As fewer men than women are thought to live with ME/CFS, there have been fewer men included in research that does exist relating to the disease. More recently, research has started to consider why there may be sex differences in the illness – and there is an ongoing study at the Institute for Neuro-Immune Medicine, Nova Southeastern University Florida, which is currently recruiting “volunteers for a Chronic Fatigue Syndrome Research Study in Men” – although the aim of the study is not specified.
Despite the small increase in research into ME/CFS in men, it is clear that there is still a long way to go before a better understanding of ME/CFS in men is obtained, and much more research is needed.
Despite a large number of men living with ME/CFS, there is a lack of research specifically focusing on the disease in men. As studies to date predominantly consider women, it is possible that the existing research, and the conclusions drawn from it, are not wholly applicable to men with ME/CFS.
More high quality research is urgently needed that looks at ME/CFS in men, specifically, to better understand their experiences of living with the disease, identify ways to reduce stigma, and improve treatment and access to care. In addition, research is needed that considers differences in the illness between men and women; for example, how the experience of living with the illness differs, how the illness presents, how symptoms are communicated to health professionals, age of diagnosis, duration of illness, fluctuations in disease severity over time, the exact symptoms experienced, and the biological differences, such as mechanisms of disease development.

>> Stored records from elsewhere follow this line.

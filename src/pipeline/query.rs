//! Query filters
//!
//! A filter is built from every candidate parameter of a read; empty
//! entries are dropped before the query string is serialized.

use serde_json::Value;
use std::collections::BTreeMap;

/// Candidate query parameters for a list request
#[derive(Debug, Clone, Default, PartialEq)]
pub struct QueryFilter {
    params: BTreeMap<String, Value>,
}

/// True when a value carries nothing worth sending
fn is_empty_value(value: &Value) -> bool {
    match value {
        Value::Null => true,
        Value::String(s) => s.is_empty(),
        Value::Array(a) => a.is_empty(),
        Value::Object(o) => o.is_empty(),
        Value::Bool(_) | Value::Number(_) => false,
    }
}

impl QueryFilter {
    pub fn new() -> Self {
        Self::default()
    }

    /// Add a candidate parameter. `None` and empty values are dropped.
    pub fn with(mut self, key: &str, value: impl Into<Option<Value>>) -> Self {
        self.insert(key, value);
        self
    }

    pub fn insert(&mut self, key: &str, value: impl Into<Option<Value>>) {
        match value.into() {
            Some(v) if !is_empty_value(&v) => {
                self.params.insert(key.to_string(), v);
            }
            _ => {
                self.params.remove(key);
            }
        }
    }

    /// Build a filter from an arbitrary map, removing empty entries
    pub fn remove_nil<I, K>(candidates: I) -> Self
    where
        I: IntoIterator<Item = (K, Value)>,
        K: AsRef<str>,
    {
        let mut filter = Self::new();
        for (key, value) in candidates {
            filter.insert(key.as_ref(), value);
        }
        filter
    }

    pub fn get(&self, key: &str) -> Option<&Value> {
        self.params.get(key)
    }

    pub fn is_empty(&self) -> bool {
        self.params.is_empty()
    }

    pub fn len(&self) -> usize {
        self.params.len()
    }

    /// Serialize to query pairs. Strings are sent verbatim, arrays repeat the key.
    pub fn to_pairs(&self) -> Vec<(String, String)> {
        let mut pairs = Vec::with_capacity(self.params.len());
        for (key, value) in &self.params {
            match value {
                Value::Array(items) => {
                    for item in items.iter().filter(|v| !is_empty_value(v)) {
                        pairs.push((key.clone(), scalar_text(item)));
                    }
                }
                other => pairs.push((key.clone(), scalar_text(other))),
            }
        }
        pairs
    }
}

fn scalar_text(value: &Value) -> String {
    match value {
        Value::String(s) => s.clone(),
        other => other.to_string(),
    }
}

/// Optional string attribute as a filter value
pub fn opt_str(value: Option<&str>) -> Option<Value> {
    value.map(|s| Value::String(s.to_string()))
}

#[cfg(test)]
mod tests {
    use super::*;
    use serde_json::json;

    #[test]
    fn test_empty_entries_are_omitted() {
        let filter = QueryFilter::remove_nil([
            ("type", json!("")),
            ("vpc_id", json!("v1")),
            ("destination", json!("")),
        ]);
        assert_eq!(filter.to_pairs(), vec![("vpc_id".to_string(), "v1".to_string())]);
    }

    #[test]
    fn test_zero_and_false_are_kept() {
        let filter = QueryFilter::new()
            .with("limit", json!(0))
            .with("enabled", json!(false))
            .with("name", None::<Value>);
        let pairs = filter.to_pairs();
        assert_eq!(
            pairs,
            vec![
                ("enabled".to_string(), "false".to_string()),
                ("limit".to_string(), "0".to_string()),
            ]
        );
    }

    #[test]
    fn test_array_values_repeat_key() {
        let filter = QueryFilter::new().with("id", json!(["a", "", "b"]));
        assert_eq!(
            filter.to_pairs(),
            vec![
                ("id".to_string(), "a".to_string()),
                ("id".to_string(), "b".to_string()),
            ]
        );
    }

    #[test]
    fn test_insert_empty_clears_previous_value() {
        let mut filter = QueryFilter::new().with("vpc_id", json!("v1"));
        filter.insert("vpc_id", json!(""));
        assert!(filter.is_empty());
    }
}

- Men with ME/CFS are under-represented in research.
- The exact number of men this impacts is unknown – based on estimates from 2017, there were between 52,000 and 65,000 men with ME/CFS in UK alone who received medical care based on evidence that may not wholly reflect their needs – an issue that needs addressing urgently.
- If a more recent population estimate from 2021 is used, the number of men with ME/CFS increases to between approximately 53,000 and 67,000.
- Historically women have been excluded from research, and unexplained illnesses in women have been viewed as “hysteria”.
- This means that illnesses more common in women than men have suffered delays in understanding, and chronic underfunding – something that is unfortunately still true for ME/CFS today.
- Despite the small increase in research into ME/CFS in men, it is clear that there is still a long way to go before a better understanding is obtained, and much more research is needed.